Food Safety Scares
January 25, 2006
January 25, 2006
Is there another baseless, politically motivated food scare brewing? A little over a month ago, the Chicago Tribune began writing stories designed to scare the public about the deadly risk of mercury in our seafood -- in swordfish, and salmon, and walleye and orange roughy, and even canned tuna. It reminds me of other scares orchestrated by environmentalists, vegetarians, tree huggers, and Green Peace types. How valid was the Alar apple risk that just about put Washington apple growers out of business? Do you remember when the food safety fringe told us that we had to stop eating bacon because when you fry it, it becomes a carcinogen? And you would get cancer.

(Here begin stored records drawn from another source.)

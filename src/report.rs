//! Results of running test files.

use std::fmt;

/// How one test ended.
#[derive(Debug, Clone, PartialEq, Eq)]
pub enum TestOutcome {
    Passed,
    Skipped { reason: String },
    Failed { reason: String },
}

impl TestOutcome {
    pub fn is_passed(&self) -> bool {
        matches!(self, TestOutcome::Passed)
    }

    pub fn is_skipped(&self) -> bool {
        matches!(self, TestOutcome::Skipped { .. })
    }

    pub fn is_failed(&self) -> bool {
        matches!(self, TestOutcome::Failed { .. })
    }
}

impl fmt::Display for TestOutcome {
    fn fmt(&self, f: &mut fmt::Formatter<'_>) -> fmt::Result {
        match self {
            TestOutcome::Passed => write!(f, "passed"),
            TestOutcome::Skipped { reason } => write!(f, "skipped ({})", reason),
            TestOutcome::Failed { reason } => write!(f, "FAILED: {}", reason),
        }
    }
}

/// Outcome of one test.
#[derive(Debug, Clone, PartialEq, Eq)]
pub struct TestReport {
    pub description: String,
    pub outcome: TestOutcome,
}

/// Outcome of every test in one file.
#[derive(Debug, Clone, Default, PartialEq, Eq)]
pub struct FileReport {
    pub description: String,
    /// Set when the whole file was skipped; `tests` is then empty
    pub skipped: Option<String>,
    pub tests: Vec<TestReport>,
}

impl FileReport {
    pub(crate) fn new(description: impl Into<String>) -> Self {
        Self {
            description: description.into(),
            skipped: None,
            tests: Vec::new(),
        }
    }

    pub(crate) fn skipped(description: impl Into<String>, reason: impl Into<String>) -> Self {
        Self {
            description: description.into(),
            skipped: Some(reason.into()),
            tests: Vec::new(),
        }
    }

    pub fn passed(&self) -> usize {
        self.tests.iter().filter(|t| t.outcome.is_passed()).count()
    }

    pub fn skipped_tests(&self) -> usize {
        self.tests.iter().filter(|t| t.outcome.is_skipped()).count()
    }

    pub fn failed(&self) -> usize {
        self.tests.iter().filter(|t| t.outcome.is_failed()).count()
    }

    /// No test failed.
    pub fn is_success(&self) -> bool {
        self.failed() == 0
    }

    /// Outcome of the test with the given description.
    pub fn outcome(&self, description: &str) -> Option<&TestOutcome> {
        self.tests
            .iter()
            .find(|t| t.description == description)
            .map(|t| &t.outcome)
    }

    /// The failed tests.
    pub fn failures(&self) -> impl Iterator<Item = &TestReport> {
        self.tests.iter().filter(|t| t.outcome.is_failed())
    }
}

impl fmt::Display for FileReport {
    fn fmt(&self, f: &mut fmt::Formatter<'_>) -> fmt::Result {
        if let Some(reason) = &self.skipped {
            return write!(f, "{}: skipped ({})", self.description, reason);
        }
        writeln!(
            f,
            "{}: {} passed, {} skipped, {} failed",
            self.description,
            self.passed(),
            self.skipped_tests(),
            self.failed()
        )?;
        for test in &self.tests {
            writeln!(f, "  {}: {}", test.description, test.outcome)?;
        }
        Ok(())
    }
}

#[cfg(test)]
mod tests {
    use super::*;

    fn report() -> FileReport {
        let mut report = FileReport::new("crud");
        report.tests.push(TestReport {
            description: "insert".into(),
            outcome: TestOutcome::Passed,
        });
        report.tests.push(TestReport {
            description: "delete".into(),
            outcome: TestOutcome::Skipped {
                reason: "not yet".into(),
            },
        });
        report.tests.push(TestReport {
            description: "update".into(),
            outcome: TestOutcome::Failed {
                reason: "boom".into(),
            },
        });
        report
    }

    #[test]
    fn counts() {
        let report = report();
        assert_eq!(report.passed(), 1);
        assert_eq!(report.skipped_tests(), 1);
        assert_eq!(report.failed(), 1);
        assert!(!report.is_success());
        assert_eq!(report.failures().count(), 1);
        assert_eq!(report.outcome("insert"), Some(&TestOutcome::Passed));
        assert_eq!(report.outcome("missing"), None);
    }

    #[test]
    fn display_lists_tests() {
        let text = report().to_string();
        assert!(text.starts_with("crud: 1 passed, 1 skipped, 1 failed"));
        assert!(text.contains("update: FAILED: boom"));
    }

    #[test]
    fn skipped_file_display() {
        let report = FileReport::skipped("crud", "requirements not met");
        assert!(report.is_success());
        assert_eq!(report.to_string(), "crud: skipped (requirements not met)");
    }
}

Those campaigns were just trumped up nonsense. The hysteria over mad cow disease is another example of allowing the media, manipulated by a few that have a philosophical ax to grind, to scare the public. Out of all the people in the world, we have only had 160 cases of humans getting mad cow and that was after eating infected beef in Europe for years. No one has come down with mad cow disease in North America.
Are all of these campaigns driven by a sincere interest in our safety? Not hardly. The Alar apple gambit was all about stopping the use of chemicals in the production of food. The bacon scare was because the advocates are vegetarian sympathizers. Just like PETA. And now, we have environmentalists waving a red flag about mercury. Why? They want us to do something about air contamination. The mercury in the air ends up in the water -- ends up in the fish. But really, is it a danger to our health? I don't think so.
In Japan, people eat an average of 145 pounds of fish a year. We eat 16 pounds. The Japanese are eating almost 10 times the amount of fish that we eat. They don't have any evidence that mercury in fish is a health problem and neither do I.
I have confidence in our food safety regulators at USDA and FDA. There is no need to sound the alarm when there is nothing to be alarmed about.
Follow the USDA dietary guidelines and eat your apples; eat your bacon and your beef and, yes, it's safe to eat your tuna too.